A first method (brute force...): we can compute rather tediously, the LHS which is equal to
$$a\tfrac{1}{3}(x_2^3-x_0^3)+b\tfrac{1}{2}(x_2^2-x_0^2)+c(x_2-x_0)$$
and compare it with the RHS, and show that they are the same.
But there is a second, more elegant, way to establish the equality in Simpson formula, at the price of some abstraction.
Let $E$ denote the (3 dimensional) vector space of polynomial functions with real coefficients and degree $\leq 2$.

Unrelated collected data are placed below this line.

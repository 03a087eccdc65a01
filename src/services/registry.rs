use {
    crate::domain::entity::{ENTITY_MAP, EntityDefinition, TABLE_LABELS, TableConfig},
    crate::domain::error::AuditError,
    std::collections::{HashMap, HashSet},
};

/// One entity a table contributes to.
#[derive(Debug, Clone, Copy, PartialEq, Eq)]
pub struct EntityMatch {
    pub entity_type: &'static str,
    pub label: &'static str,
    pub table_config: TableConfig,
}

/// Lookup indexes derived once from the static entity map.
#[derive(Debug, Clone)]
pub struct EntityRegistry {
    definitions: Vec<EntityDefinition>,
    by_table: HashMap<&'static str, Vec<EntityMatch>>,
    entity_labels: HashMap<&'static str, &'static str>,
    table_labels: HashMap<&'static str, &'static str>,
    all_tables: Vec<&'static str>,
}

impl EntityRegistry {
    pub fn new(definitions: &[EntityDefinition]) -> Result<Self, AuditError> {
        let mut by_table: HashMap<&'static str, Vec<EntityMatch>> = HashMap::new();
        let mut entity_labels = HashMap::new();
        let mut all_tables = Vec::new();
        let mut seen_tables = HashSet::new();

        for def in definitions {
            validate_definition(def)?;
            if entity_labels.insert(def.key, def.label).is_some() {
                return Err(AuditError::Configuration(format!(
                    "entity type {} declared twice",
                    def.key
                )));
            }

            let mut tables_in_entity = HashSet::new();
            for config in def.tables {
                let table = config.table();
                if !tables_in_entity.insert(table) {
                    return Err(AuditError::Configuration(format!(
                        "table {table} listed twice under entity {}",
                        def.key
                    )));
                }
                by_table.entry(table).or_default().push(EntityMatch {
                    entity_type: def.key,
                    label: def.label,
                    table_config: *config,
                });
                if seen_tables.insert(table) {
                    all_tables.push(table);
                }
            }
        }

        Ok(Self {
            definitions: definitions.to_vec(),
            by_table,
            entity_labels,
            table_labels: TABLE_LABELS.iter().copied().collect(),
            all_tables,
        })
    }

    /// Registry over the built-in entity map.
    pub fn builtin() -> Result<Self, AuditError> {
        Self::new(ENTITY_MAP)
    }

    pub fn is_auditable_table(&self, table: &str) -> bool {
        self.by_table.contains_key(table)
    }

    /// Every entity `table` belongs to. Callers must fan out over all matches.
    pub fn entity_configs_for(&self, table: &str) -> &[EntityMatch] {
        self.by_table.get(table).map(Vec::as_slice).unwrap_or(&[])
    }

    /// Deduplicated, in declaration order.
    pub fn all_auditable_tables(&self) -> &[&'static str] {
        &self.all_tables
    }

    pub fn definitions(&self) -> &[EntityDefinition] {
        &self.definitions
    }

    pub fn entity_label(&self, entity_type: &str) -> Option<&'static str> {
        self.entity_labels.get(entity_type).copied()
    }

    /// Configured label, or the physical name in Title Case.
    pub fn table_label(&self, table: &str) -> String {
        match self.table_labels.get(table) {
            Some(label) => (*label).to_string(),
            None => title_case(table),
        }
    }
}

fn validate_definition(def: &EntityDefinition) -> Result<(), AuditError> {
    if !is_identifier(def.key) {
        return Err(AuditError::Configuration(format!(
            "invalid entity key: {:?}",
            def.key
        )));
    }
    if def.tables.is_empty() {
        return Err(AuditError::Configuration(format!(
            "entity {} has no tables",
            def.key
        )));
    }

    let mut roots = 0;
    for config in def.tables {
        let columns: Vec<&str> = match *config {
            TableConfig::Root { table } => {
                roots += 1;
                vec![table]
            }
            TableConfig::Extension { table } => vec![table],
            TableConfig::Child {
                table,
                entity_id_column,
            } => vec![table, entity_id_column],
            TableConfig::Indirect { table, junction } => vec![
                table,
                junction.table,
                junction.foreign_key,
                junction.entity_id_column,
            ],
        };
        if let Some(bad) = columns.iter().find(|c| !is_identifier(c)) {
            return Err(AuditError::Configuration(format!(
                "entity {}: {} table config has invalid identifier {bad:?}",
                def.key,
                config.role()
            )));
        }
    }

    if roots != 1 {
        return Err(AuditError::Configuration(format!(
            "entity {} must have exactly one root table, found {roots}",
            def.key
        )));
    }
    Ok(())
}

/// Table and column names are interpolated into lookups, so keep them plain.
fn is_identifier(s: &str) -> bool {
    let mut chars = s.chars();
    matches!(chars.next(), Some(c) if c.is_ascii_alphabetic() || c == '_')
        && chars.all(|c| c.is_ascii_alphanumeric() || c == '_')
}

/// `purchaseOrderLine` / `purchase_order_line` → `Purchase Order Line`.
pub fn title_case(name: &str) -> String {
    let mut words: Vec<String> = Vec::new();
    let mut current = String::new();
    let mut prev_lower = false;

    for c in name.chars() {
        if c == '_' || c == '-' || c == ' ' {
            if !current.is_empty() {
                words.push(std::mem::take(&mut current));
            }
            prev_lower = false;
            continue;
        }
        if c.is_uppercase() && prev_lower && !current.is_empty() {
            words.push(std::mem::take(&mut current));
        }
        prev_lower = c.is_lowercase() || c.is_ascii_digit();
        current.push(c);
    }
    if !current.is_empty() {
        words.push(current);
    }

    words
        .iter()
        .map(|w| {
            let mut chars = w.chars();
            match chars.next() {
                Some(first) => first.to_uppercase().chain(chars).collect(),
                None => String::new(),
            }
        })
        .collect::<Vec<_>>()
        .join(" ")
}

Expression (2) can be written, in the case of equality :
$$\text{for all} \ f \ \in E, \ \ I(f)= \frac{x_2-x_0}{3}[ev_{x_0}(f) + 4ev_{x_1}(f) + ev_{x_2}(f)]\tag{3}$$
where $ev_a(f)=f(a)$ (evaluation of $f$ in $a$, which is clearly a linear form). If you happen to know what the dual of a vector space is, (3) means that, in the dual $E^*$ of $E$, one can write :
$$I \ = \ \frac{x_2-x_0}{3}[ev_{x_0} + 4ev_{x_1} + ev_{x_2}]\tag{4}$$
This shouldn't comme as a surprise that such a relationship
$$I=p \ ev_{x_0} + q \ ev_{x_1} + r \ ev_{x_2}\tag{5}$$
exists because the 3 evaluation operators in (4) can be shown to be independent, thus constitute a basis of $E^{\ast}$ (recall : $\dim E = \dim E^{\ast}$ = 3) : it is natural that linear form $I$ can be decomposed onto this basis with fixed coefficients (independent from $f$). The fact that the coefficients are those of formula (3) is easily obtained by applying relationship (5) successively on $f(x)=1$, $f(x)=x$,$f(x)=x^2$, giving a linear system out of which one can extract $p,q,r$.
Remark : I found a reference about the reasoning using the dual space on page 441 of this Google book "Geometric Linear Algebra", Volume 1, by Yixiong Lin, World Scientific, 2005.